The book-men were calling out odds of twenty-to-one on Belcher’s victory. I wanted to pray, but my mind was empty of words. My teeth were clenched so tight that my jaw ached. I felt my heart calling out to him as he stood there, blood running claret streams down his bare chest. He didn’t need to do this, I should never have loved him the less. I’d have done anything to take his place, or to pick him up, had I the strength, and run. I’d never in my life felt more powerless. I couldn’t even blink, I was so tense and stiff. My eyes were devilish cold and dry in the winter air.

The crowd grew silent again as Belcher came toward my husband. Belcher eyed Tom a moment, his fist feinting in the air, as one practises an axe-blow when splitting logs, and then the blow came down, right on my husband’s swollen left eye, and Tom screamed, and fell, and didn’t get up.

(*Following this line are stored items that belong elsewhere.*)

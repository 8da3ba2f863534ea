use anyhow::{anyhow, Context, Result};
use jsonc_parser::{parse_to_serde_value, ParseOptions};
use serde::{Deserialize, Serialize};
use std::env;
use std::fs;
use std::path::{Path, PathBuf};
use std::sync::{Arc, RwLock};

const APPLICATION: &str = "aihelper-rs";
const CONFIG_DIR_ENV: &str = "AIHELPER_CONFIG_DIR";
const CONFIG_FILE: &str = "config.jsonc";

#[derive(Debug, Clone, Serialize, Deserialize, PartialEq)]
pub struct Config {
    #[serde(default = "default_endpoint")]
    pub endpoint: String,

    #[serde(default = "default_api_key_env")]
    pub api_key_env: String,

    #[serde(default = "default_request_timeout_secs")]
    pub request_timeout_secs: u64,

    #[serde(default = "default_max_input_chars")]
    pub max_input_chars: usize,

    #[serde(default)]
    pub max_tokens: Option<u32>,

    #[serde(default = "default_true")]
    pub copy_rewrite_result: bool,

    #[serde(default = "default_true")]
    pub auto_run_rewrite: bool,

    #[serde(default = "default_rewrite")]
    pub rewrite: ModelSettings,

    #[serde(default = "default_ask")]
    pub ask: ModelSettings,

    #[serde(default = "default_custom")]
    pub custom: ModelSettings,

    #[serde(default)]
    pub prompts_dir: Option<PathBuf>,

    #[serde(default)]
    pub journal: JournalConfig,
}

#[derive(Debug, Clone, Serialize, Deserialize, PartialEq)]
pub struct ModelSettings {
    pub model: String,
    pub temperature: f32,
}

impl ModelSettings {
    fn new(model: &str, temperature: f32) -> Self {
        Self {
            model: model.to_string(),
            temperature,
        }
    }
}

#[derive(Debug, Clone, Serialize, Deserialize, PartialEq)]
pub struct JournalConfig {
    #[serde(default = "default_true")]
    pub enabled: bool,

    #[serde(default)]
    pub path: Option<PathBuf>,

    #[serde(default = "default_journal_max_bytes")]
    pub max_bytes: u64,
}

impl Default for JournalConfig {
    fn default() -> Self {
        Self {
            enabled: true,
            path: None,
            max_bytes: default_journal_max_bytes(),
        }
    }
}

fn default_endpoint() -> String {
    "https://api.openai.com/v1/chat/completions".to_string()
}

fn default_api_key_env() -> String {
    "OPENAI_API_KEY".to_string()
}

fn default_request_timeout_secs() -> u64 {
    60
}

fn default_max_input_chars() -> usize {
    1000
}

fn default_true() -> bool {
    true
}

fn default_rewrite() -> ModelSettings {
    ModelSettings::new("gpt-3.5-turbo", 0.9)
}

fn default_ask() -> ModelSettings {
    ModelSettings::new("gpt-4", 0.0)
}

fn default_custom() -> ModelSettings {
    ModelSettings::new("gpt-3.5-turbo", 0.8)
}

fn default_journal_max_bytes() -> u64 {
    1024 * 1024
}

impl Default for Config {
    fn default() -> Self {
        Self {
            endpoint: default_endpoint(),
            api_key_env: default_api_key_env(),
            request_timeout_secs: default_request_timeout_secs(),
            max_input_chars: default_max_input_chars(),
            max_tokens: None,
            copy_rewrite_result: true,
            auto_run_rewrite: true,
            rewrite: default_rewrite(),
            ask: default_ask(),
            custom: default_custom(),
            prompts_dir: None,
            journal: JournalConfig::default(),
        }
    }
}

#[derive(Clone)]
pub struct ConfigManager {
    inner: Arc<ConfigManagerInner>,
}

struct ConfigManagerInner {
    config: RwLock<Config>,
    config_dir: PathBuf,
    data_dir: PathBuf,
}

impl ConfigManager {
    /// Loads the config from the platform config directory, or from
    /// `AIHELPER_CONFIG_DIR` when set.
    pub fn load() -> Result<Self> {
        if let Some(dir) = env::var_os(CONFIG_DIR_ENV).filter(|value| !value.is_empty()) {
            let dir = PathBuf::from(dir);
            return Self::load_from(&dir, &dir);
        }

        let dirs = directories::ProjectDirs::from("", "", APPLICATION)
            .context("Failed to get config directory")?;
        Self::load_from(dirs.config_dir(), dirs.data_dir())
    }

    pub fn load_from(config_dir: &Path, data_dir: &Path) -> Result<Self> {
        fs::create_dir_all(config_dir).context("Failed to create config directory")?;

        let config_path = config_dir.join(CONFIG_FILE);
        let config = if config_path.exists() {
            Self::read_config_from_disk(&config_path)?
        } else {
            let default_config = Config::default();
            Self::write_config_file(&config_path, &default_config)?;
            tracing::info!("Created default config at: {:?}", config_path);
            default_config
        };

        tracing::info!("Loaded config from: {:?}", config_path);

        Ok(Self {
            inner: Arc::new(ConfigManagerInner {
                config: RwLock::new(config),
                config_dir: config_dir.to_path_buf(),
                data_dir: data_dir.to_path_buf(),
            }),
        })
    }

    pub fn get(&self) -> Config {
        self.inner
            .config
            .read()
            .expect("config lock poisoned")
            .clone()
    }

    pub fn config_path(&self) -> PathBuf {
        self.inner.config_dir.join(CONFIG_FILE)
    }

    pub fn get_prompts_dir(&self) -> PathBuf {
        self.get()
            .prompts_dir
            .unwrap_or_else(|| self.inner.config_dir.join("prompts"))
    }

    pub fn get_journal_path(&self) -> PathBuf {
        self.get()
            .journal
            .path
            .unwrap_or_else(|| self.inner.data_dir.join("journal.jsonl"))
    }

    fn read_config_from_disk(path: &Path) -> Result<Config> {
        let content = fs::read_to_string(path)
            .with_context(|| format!("Failed to read config file at {:?}", path))?;
        parse_config(&content)
    }

    fn write_config_file(path: &Path, config: &Config) -> Result<()> {
        let json = serde_json::to_string_pretty(config).context("Failed to serialize config")?;
        fs::write(path, json).with_context(|| format!("Failed to write config file at {:?}", path))
    }
}

pub fn parse_config(content: &str) -> Result<Config> {
    let value = parse_to_serde_value(content, &ParseOptions::default())
        .context("Failed to parse config as JSONC")?
        .ok_or_else(|| anyhow!("Config file did not contain a JSON value"))?;
    serde_json::from_value(value).context("Failed to deserialize config")
}

#[cfg(test)]
mod tests {
    use super::*;
    use tempfile::tempdir;

    #[test]
    fn parses_jsonc_with_comments_and_defaults() {
        let content = r#"{
            // cheaper model for rewrites
            "rewrite": { "model": "gpt-4o-mini", "temperature": 1.0 },
            "max_input_chars": 3000, /* trailing */
        }"#;

        let config = parse_config(content).expect("parse");
        assert_eq!(config.rewrite.model, "gpt-4o-mini");
        assert_eq!(config.max_input_chars, 3000);
        assert_eq!(config.ask, default_ask());
        assert_eq!(config.endpoint, default_endpoint());
        assert!(config.journal.enabled);
    }

    #[test]
    fn empty_document_is_an_error() {
        assert!(parse_config("   ").is_err());
    }

    #[test]
    fn load_from_creates_default_file() {
        let tmp = tempdir().expect("tempdir");
        let manager = ConfigManager::load_from(tmp.path(), tmp.path()).expect("load");

        assert!(manager.config_path().exists());
        assert_eq!(manager.get(), Config::default());
        assert_eq!(manager.get_prompts_dir(), tmp.path().join("prompts"));
        assert_eq!(manager.get_journal_path(), tmp.path().join("journal.jsonl"));

        let reloaded = ConfigManager::load_from(tmp.path(), tmp.path()).expect("reload");
        assert_eq!(reloaded.get(), Config::default());
    }
}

A cloud of pigeons took to the air to carry the news; my Tom was brought down, and Belcher was England’s Champion.

 

I was under the ropes and at Tom’s side before I knew I was moving. Both eyes were closed and swelling faster than I’d ever seen before.
They’ll need lancing
,
I thought,
just to open
. I took his hand, though it being in a muffler I couldn’t hold it, only lifted it and felt its weight. He was in a dead faint. His chest rose and fell but I could hear blood in his breath, bubbling in his pipes. I was afraid he’d drown.

‘Help me turn him,’ I cried out to the nearest cull to me, a stranger in a homespun jacket.

Now I saw that there were folks all about us, as many hands helped me turn Tom onto his side. He went over heavy, his arm slapping against his chest like dead meat. His skin was growing chill but before I could ask, someone laid a coat over him. His face was grown shiny and tight about that eye; I could see it more clear, now that he lay on his side. I touched it very gently and I couldn’t help but cry out as a drop of blood seeped from under the lid like a scarlet tear.

‘Dear God,’ someone said.

I couldn’t speak but all around me the cry went up, ‘Fetch a doctor, a surgeon!’

There were people crowded about, all too close. They towered over Tom and me like trees that might at any moment fall and all of them speaking at once.

‘Move back,’ a voice shrieked. ‘Move back, lest he be crushed!’

I felt an arm about my shoulder and turned to find Mrs Dryer crouching next to me. It was she who’d shouted; tears made lines through the paint on her cheeks. It was only now she held me that I felt how hard I trembled; my shoulder blades shook against her arm.